02/22/2013 • 6:00 PM 4
Can we fix poverty by redistributing money, or is the problem something else?
This little blurb by a doctor is making the rounds on Facebook:
My first reaction to this thing was HOAX, but Snopes says it’s not a hoax. In fact, it was a letter published in a newspaper.
And there was even a follow-up letter by the same doctor:
The fact of the matter is that it is often people who have come out of poverty themselves who most disagree with those who want to keep people in poverty by subsidizing their poor decision making. I come from a background where my parents were immigrants and my father worked 3 jobs and my mother worked one. We saw people around us who were poor like us, making these irresponsible spending decisions and they were encouraged to persist in it by welfare programs like Medicaid. They were getting tens of thousands of dollars in benefits, and they would lose those benefits if they worked their way out of poverty.
The fact of the matter is that we are doing the able-bodied non-working poor no favors by allowing them to persist in the worldview of poverty, which is encourages dependence, recklessness, consumption and waste. Eventually, the state runs out of other people’s money to subsidize the able-bodied non-working poor in their perpetual childhood, and then where will they be? We are already $16.5 trillion in debt, and this level of welfare spending is not sustainable. Eventually, they will have to fend for themselves. We will be leaving them uneducated, with no resume, and a host of addictions ranging from the lottery and cigarettes up to drugs and alcohol.

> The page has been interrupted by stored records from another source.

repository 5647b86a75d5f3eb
pub mod collector;
pub mod prompt;
pub mod providers;
pub mod recommender;
pub mod throttle;

pub use collector::{Collected, Collector, ListingSelectors};
pub use recommender::Recommender;
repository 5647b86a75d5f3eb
pub mod handlers;
pub mod routes;
pub mod state;

pub use routes::create_router;
pub use state::AppState;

Instead of fretting over feelings, and worrying about being judgmental, we should be fretting about enacting policies that promote marriage, school choice, entrepreneurship, work and so on. Strengthening the family and rewarding hard work. If the concern is that health care costs too much, there are ways to lower the cost of health care with market-oriented reforms. We should be studying the economics of health care and promoting consumer choice, ownership and competition among health care providers. Government is not the answer.
I really recommend that everyone read a book by British doctor Theodore Dalrymple, who gives a close-up view of what government programs actually do to the people we would all like to help. I have linked to all the chapters here, so there is no excuse not to read it and get informed. Then we can read other books on consumer-driven health care in order to learn about how to reduce the cost of health care without growing government.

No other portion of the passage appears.